“Intuit weren’t good at getting new products out to the customer” said newly appointed CEO Brad Smith in Jan 2008. A few years later on the back of a new R&D system (the first in the company’s 27 year history), sales are up and the number of features in the flagship product QuickBooks has doubled. The new system is based on small, agile teams sometimes as few as two people. So how do you beat the odds of launching new products that drive success. The secret is alignment. I believe there is a robust system and I call it the DSMO model. This stands for Development, Sales, Marketing and Operations. It ensures that when a product is launched the whole company is aligned behind it.

Lessons Learned from Launching Products

The key is to ensure that no one area gets ahead of itself. There is no point in a great product shipping on August 1st and then discovering the sales team are poorly trained. Or the operations team have no clear guidance on how to invoice the client or are unaware of the various pricing models. So creating parallel lines is the key with one overall project champion in charge and separate heads for each discipline; development, sales, marketing and operations. Here are some thoughts learned the hard way to keep your new products on track, with a great narrative, a great sales pipeline and over-serviced by your operations team.

  1. Build a funnel of great ideas from the ground up using customers, staff, partners, competitors, brainstorming sessions. Note I highly recommend getting real sales professionals in the room who actually talk to customers and understand their world.
  2. Be wary of ideas coming from developers who have never lived in a customer’s world, never experienced the symptoms you are about to treat.
  3. Use Basecamp or something similar to communicate often with the dev team. Highly recommend 2 week scrums to maximize productivity and minimize feature creep.
  4. Don’t train sales professionals too early ( they will talk about it to customers). But you must start training at least 3 weeks pre launch to allow then to build a pipeline/list of early adopters.
  5. Worry about a name for the new product as early as possible and do a comprehensive legal search of what is available. Otherwise you will end up with strange spellings with 4 xxxx to avoid confusion.
  6. Get marketing started on positioning the product against the competition. Define the business results that will be achieved and build a story around how customers will USE the product.
  7. Play with different pricing models and invoice methods involving the ops team. Wrestle with several models before deciding on the launch version.
  8. Ensure development works closely with marketing to build a great web site including self help videos and FAQs.
  9. Look at the complexity of features and usability not just through the lens of a prospect but also also your sales teams.
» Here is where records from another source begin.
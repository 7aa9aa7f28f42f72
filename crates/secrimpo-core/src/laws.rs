//! Catalog of the principal Brazilian laws.
//!
//! Used to recognize code abbreviations in the nature of an occurrence and
//! to expand them into full law names.

use std::collections::BTreeSet;

use serde::Serialize;

/// Maximum number of results returned by [`search_laws`].
const SEARCH_LIMIT: usize = 15;
/// Number of entries listed when the search term is empty.
const DEFAULT_LISTING: usize = 10;

/// A catalogued law.
#[derive(Debug, Clone, Copy, PartialEq, Eq, Serialize)]
pub struct LawEntry {
    /// Abbreviation or short citation ("CP", "Lei 11.343/06").
    pub abbreviation: &'static str,
    /// Full name.
    pub name: &'static str,
    /// Enacting act.
    pub description: &'static str,
    pub year: u16,
    pub category: &'static str,
}

const fn law(
    abbreviation: &'static str,
    name: &'static str,
    description: &'static str,
    year: u16,
    category: &'static str,
) -> LawEntry {
    LawEntry {
        abbreviation,
        name,
        description,
        year,
        category,
    }
}

/// Every catalogued law, in listing order.
pub static LAWS: &[LawEntry] = &[
    law("CF", "Constituição Federal", "Constituição da República Federativa do Brasil de 1988", 1988, "constitucional"),
    law("CP", "Código Penal", "Decreto-Lei nº 2.848, de 7 de dezembro de 1940", 1940, "penal"),
    law("CPP", "Código de Processo Penal", "Decreto-Lei nº 3.689, de 3 de outubro de 1941", 1941, "processual"),
    law("LCP", "Lei das Contravenções Penais", "Decreto-Lei nº 3.688, de 3 de outubro de 1941", 1941, "penal"),
    law(
        "Lei 11.343/06",
        "Lei de Drogas",
        "Lei nº 11.343, de 23 de agosto de 2006 - Sistema Nacional de Políticas Públicas sobre Drogas",
        2006,
        "drogas",
    ),
    law("ECA", "Estatuto da Criança e do Adolescente", "Lei nº 8.069, de 13 de julho de 1990", 1990, "estatuto"),
    law("Estatuto do Idoso", "Estatuto do Idoso", "Lei nº 10.741, de 1º de outubro de 2003", 2003, "estatuto"),
    law("Estatuto do Desarmamento", "Estatuto do Desarmamento", "Lei nº 10.826, de 22 de dezembro de 2003", 2003, "armas"),
    law("CTB", "Código de Trânsito Brasileiro", "Lei nº 9.503, de 23 de setembro de 1997", 1997, "transito"),
    law(
        "Lei Maria da Penha",
        "Lei Maria da Penha",
        "Lei nº 11.340, de 7 de agosto de 2006 - Violência Doméstica e Familiar contra a Mulher",
        2006,
        "violencia_domestica",
    ),
    law("Lei 9.605/98", "Lei de Crimes Ambientais", "Lei nº 9.605, de 12 de fevereiro de 1998", 1998, "ambiental"),
    law("Código Eleitoral", "Código Eleitoral", "Lei nº 4.737, de 15 de julho de 1965", 1965, "eleitoral"),
    law("CTN", "Código Tributário Nacional", "Lei nº 5.172, de 25 de outubro de 1966", 1966, "tributario"),
    law("CLT", "Consolidação das Leis do Trabalho", "Decreto-Lei nº 5.452, de 1º de maio de 1943", 1943, "trabalhista"),
    law("CC", "Código Civil", "Lei nº 10.406, de 10 de janeiro de 2002", 2002, "civil"),
    law("CPC", "Código de Processo Civil", "Lei nº 13.105, de 16 de março de 2015", 2015, "processual"),
    law("Lei 8.072/90", "Lei dos Crimes Hediondos", "Lei nº 8.072, de 25 de julho de 1990", 1990, "penal"),
    law("Lei 9.099/95", "Lei dos Juizados Especiais", "Lei nº 9.099, de 26 de setembro de 1995", 1995, "processual"),
    law("Lei 12.850/13", "Lei das Organizações Criminosas", "Lei nº 12.850, de 2 de agosto de 2013", 2013, "penal"),
    law("Lei 9.613/98", "Lei de Lavagem de Dinheiro", "Lei nº 9.613, de 3 de março de 1998", 1998, "financeiro"),
    law(
        "Lei 8.137/90",
        "Lei dos Crimes contra a Ordem Tributária",
        "Lei nº 8.137, de 27 de dezembro de 1990",
        1990,
        "tributario",
    ),
    law("Lei 7.716/89", "Lei do Racismo", "Lei nº 7.716, de 5 de janeiro de 1989", 1989, "discriminacao"),
    law("Lei 8.078/90", "Código de Defesa do Consumidor", "Lei nº 8.078, de 11 de setembro de 1990", 1990, "consumidor"),
    law("Lei 12.965/14", "Marco Civil da Internet", "Lei nº 12.965, de 23 de abril de 2014", 2014, "digital"),
    law(
        "Lei 13.709/18",
        "Lei Geral de Proteção de Dados (LGPD)",
        "Lei nº 13.709, de 14 de agosto de 2018",
        2018,
        "digital",
    ),
];

/// Full name for an abbreviation, matched case-insensitively.
pub fn law_name_for_abbreviation(abbreviation: &str) -> Option<&'static str> {
    let wanted = abbreviation.trim().to_lowercase();
    if wanted.is_empty() {
        return None;
    }

    LAWS.iter()
        .find(|law| law.abbreviation.to_lowercase() == wanted)
        .map(|law| law.name)
}

/// Laws whose abbreviation, name, description or category contains `term`.
///
/// An empty term lists the first entries of the catalog.
pub fn search_laws(term: &str) -> Vec<&'static LawEntry> {
    let term = term.trim().to_lowercase();
    if term.is_empty() {
        return LAWS.iter().take(DEFAULT_LISTING).collect();
    }

    LAWS.iter()
        .filter(|law| {
            [law.abbreviation, law.name, law.description, law.category]
                .iter()
                .any(|field| field.to_lowercase().contains(&term))
        })
        .take(SEARCH_LIMIT)
        .collect()
}

/// Laws in a category.
pub fn laws_by_category(category: &str) -> Vec<&'static LawEntry> {
    LAWS.iter().filter(|law| law.category == category).collect()
}

/// Every category, sorted and without duplicates.
pub fn categories() -> Vec<&'static str> {
    LAWS.iter()
        .map(|law| law.category)
        .collect::<BTreeSet<_>>()
        .into_iter()
        .collect()
}

#[cfg(test)]
mod tests {
    use super::*;
    use pretty_assertions::assert_eq;

    #[test]
    fn test_law_name_for_abbreviation() {
        assert_eq!(law_name_for_abbreviation("CP"), Some("Código Penal"));
        assert_eq!(law_name_for_abbreviation("lcp"), Some("Lei das Contravenções Penais"));
        assert_eq!(law_name_for_abbreviation(" CTB "), Some("Código de Trânsito Brasileiro"));
        assert_eq!(law_name_for_abbreviation("Lei 11.343/06"), Some("Lei de Drogas"));
        assert_eq!(law_name_for_abbreviation("XYZ"), None);
        assert_eq!(law_name_for_abbreviation(""), None);
    }

    #[test]
    fn test_search_laws() {
        assert_eq!(search_laws("").len(), 10);

        let drugs = search_laws("drogas");
        assert_eq!(drugs.len(), 1);
        assert_eq!(drugs[0].abbreviation, "Lei 11.343/06");

        let codes: Vec<&str> = search_laws("processo").iter().map(|l| l.abbreviation).collect();
        assert_eq!(codes, vec!["CPP", "CPC"]);

        assert!(search_laws("lei").len() <= 15);
        assert!(search_laws("inexistente").is_empty());
    }

    #[test]
    fn test_categories() {
        let all = categories();
        assert_eq!(all.first(), Some(&"ambiental"));
        assert!(all.windows(2).all(|w| w[0] < w[1]));
        assert_eq!(laws_by_category("digital").len(), 2);
        assert_eq!(laws_by_category("penal").len(), 4);
    }
}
Some products are built too complex to sell.
  10. Build guidance notes for demos for the sales teams and engineers. It’s theater, write a script. The most relaxed presenter has practiced 10 times for every real delivery.
  11. Be crystal clear on the audience/persona who will buy the product. Talk in their language not yours.Why does the product enhance their careers? Let the web site tell that story.
  12. The new product team needs to meet every 2 weeks with at least 5 attendees, the overall project manager, head of development, marketing manager, sales manager and the ops head. This will ensure that cross-silo issues are dealt with in a timely and efficient manner. Religious use of checklists with names and dates are mandatory. Again Basecamp has proved essential.
  13. Use milestones to ensure the launch date is on track. Think planes crash because of what happens at 10,000 feet not 1000 feet. If trajectories are wrong they need correcting early.
  14. Always simplify product features to get something real into the market. Validation is more important than perfection.
  15. Mimic how the product will operate within your portfolio of products long before launch date. Imagine how you will deal with the product life-cycle in terms of capacity, storage, servicing.
  16. Build momentum towards a date ensuring that the final product (at least the first version) is consistent with the narrative and processes created in sales, marketing and ops.